- What to produce: Reproduce all of the data that follows, character for character.

- Source material:
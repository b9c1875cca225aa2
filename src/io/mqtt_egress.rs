//! MQTT publisher for door transition events
//!
//! Publishes transition payloads on the event topic at QoS 1
//! (at-least-once). Publish failures are logged and never retried by the
//! agent itself beyond what the MQTT client does in-flight; the next
//! detected transition attempts publication again.

use crate::domain::TransitionEvent;
use crate::infra::config::Config;
use rumqttc::{AsyncClient, Event, MqttOptions, Packet, QoS};
use std::time::Duration;
use tokio::sync::{mpsc, watch};
use tracing::{debug, error, info, warn};

/// MQTT publisher actor
///
/// Receives transition events from the egress channel and publishes them
/// to the event topic.
pub struct MqttPublisher {
    client: AsyncClient,
    rx: mpsc::Receiver<TransitionEvent>,
    event_topic: String,
}

impl MqttPublisher {
    /// Create a new MQTT publisher
    ///
    /// Connects to the broker at the configured MQTT host/port.
    pub fn new(config: &Config, rx: mpsc::Receiver<TransitionEvent>) -> Self {
        let client_id = format!("doorwatch-egress-{}", std::process::id());
        let mut mqttoptions = MqttOptions::new(client_id, config.mqtt_host(), config.mqtt_port());
        mqttoptions.set_keep_alive(Duration::from_secs(30));
        mqttoptions.set_clean_session(true);

        // Set credentials if configured
        if let (Some(username), Some(password)) = (config.mqtt_username(), config.mqtt_password()) {
            mqttoptions.set_credentials(username, password);
        }

        let (client, eventloop) = AsyncClient::new(mqttoptions, 64);

        // Spawn the eventloop handler
        tokio::spawn(async move {
            let mut eventloop = eventloop;
            loop {
                match eventloop.poll().await {
                    Ok(Event::Incoming(Packet::ConnAck(_))) => {
                        info!("mqtt_egress_connected");
                    }
                    Ok(Event::Incoming(Packet::PubAck(_))) => {
                        // QoS 1 acknowledgement received
                        debug!("mqtt_egress_puback");
                    }
                    Ok(_) => {}
                    Err(e) => {
                        warn!(error = %e, "mqtt_egress_error");
                        tokio::time::sleep(Duration::from_secs(1)).await;
                    }
                }
            }
        });

        Self { client, rx, event_topic: config.mqtt_event_topic().to_string() }
    }

    /// Run the publisher loop
    ///
    /// Processes events from the channel until the shutdown signal flips,
    /// then drains whatever is still queued.
    pub async fn run(mut self, mut shutdown: watch::Receiver<bool>) {
        info!(topic = %self.event_topic, "mqtt_egress_started");

        loop {
            tokio::select! {
                _ = shutdown.changed() => {
                    if *shutdown.borrow() {
                        info!("mqtt_egress_shutdown");
                        while let Ok(event) = self.rx.try_recv() {
                            self.publish_event(event).await;
                        }
                        return;
                    }
                }
                Some(event) = self.rx.recv() => {
                    self.publish_event(event).await;
                }
            }
        }
    }

    async fn publish_event(&self, event: TransitionEvent) {
        let json = match serde_json::to_string(&event.to_payload()) {
            Ok(json) => json,
            Err(e) => {
                error!(error = %e, "event_serialize_failed");
                return;
            }
        };

        // QoS 1: at-least-once delivery for state transitions
        match self
            .client
            .publish(&self.event_topic, QoS::AtLeastOnce, false, json.as_bytes())
            .await
        {
            Ok(()) => {
                info!(event = %event.kind.event_kind(), ts = %event.ts, "event_published");
            }
            Err(e) => {
                error!(error = %e, event = %event.kind.event_kind(), "publish_failed");
            }
        }
    }
}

- Result of the task:
repository b9c1875cca225aa2
filename src/io/mqtt_egress.rs
//! MQTT publisher for door transition events
//!
//! Publishes transition payloads on the event topic at QoS 1
//! (at-least-once). Publish failures are logged and never retried by the
//! agent itself beyond what the MQTT client does in-flight; the next
//! detected transition attempts publication again.

use crate::domain::TransitionEvent;
use crate::infra::config::Config;
use rumqttc::{AsyncClient, Event, MqttOptions, Packet, QoS};
use std::time::Duration;
use tokio::sync::{mpsc, watch};
use tracing::{debug, error, info, warn};

/// MQTT publisher actor
///
/// Receives transition events from the egress channel and publishes them
/// to the event topic.
pub struct MqttPublisher {
    client: AsyncClient,
    rx: mpsc::Receiver<TransitionEvent>,
    event_topic: String,
}

impl MqttPublisher {
    /// Create a new MQTT publisher
    ///
    /// Connects to the broker at the configured MQTT host/port.
    pub fn new(config: &Config, rx: mpsc::Receiver<TransitionEvent>) -> Self {
        let client_id = format!("doorwatch-egress-{}", std::process::id());
        let mut mqttoptions = MqttOptions::new(client_id, config.mqtt_host(), config.mqtt_port());
        mqttoptions.set_keep_alive(Duration::from_secs(30));
        mqttoptions.set_clean_session(true);

        // Set credentials if configured
        if let (Some(username), Some(password)) = (config.mqtt_username(), config.mqtt_password()) {
            mqttoptions.set_credentials(username, password);
        }

        let (client, eventloop) = AsyncClient::new(mqttoptions, 64);

        // Spawn the eventloop handler
        tokio::spawn(async move {
            let mut eventloop = eventloop;
            loop {
                match eventloop.poll().await {
                    Ok(Event::Incoming(Packet::ConnAck(_))) => {
                        info!("mqtt_egress_connected");
                    }
                    Ok(Event::Incoming(Packet::PubAck(_))) => {
                        // QoS 1 acknowledgement received
                        debug!("mqtt_egress_puback");
                    }
                    Ok(_) => {}
                    Err(e) => {
                        warn!(error = %e, "mqtt_egress_error");
                        tokio::time::sleep(Duration::from_secs(1)).await;
                    }
                }
            }
        });

        Self { client, rx, event_topic: config.mqtt_event_topic().to_string() }
    }

    /// Run the publisher loop
    ///
    /// Processes events from the channel until the shutdown signal flips,
    /// then drains whatever is still queued.
    pub async fn run(mut self, mut shutdown: watch::Receiver<bool>) {
        info!(topic = %self.event_topic, "mqtt_egress_started");

        loop {
            tokio::select! {
                _ = shutdown.changed() => {
                    if *shutdown.borrow() {
                        info!("mqtt_egress_shutdown");
                        while let Ok(event) = self.rx.try_recv() {
                            self.publish_event(event).await;
                        }
                        return;
                    }
                }
                Some(event) = self.rx.recv() => {
                    self.publish_event(event).await;
                }
            }
        }
    }

    async fn publish_event(&self, event: TransitionEvent) {
        let json = match serde_json::to_string(&event.to_payload()) {
            Ok(json) => json,
            Err(e) => {
                error!(error = %e, "event_serialize_failed");
                return;
            }
        };

        // QoS 1: at-least-once delivery for state transitions
        match self
            .client
            .publish(&self.event_topic, QoS::AtLeastOnce, false, json.as_bytes())
            .await
        {
            Ok(()) => {
                info!(event = %event.kind.event_kind(), ts = %event.ts, "event_published");
            }
            Err(e) => {
                error!(error = %e, event = %event.kind.event_kind(), "publish_failed");
            }
        }
    }
}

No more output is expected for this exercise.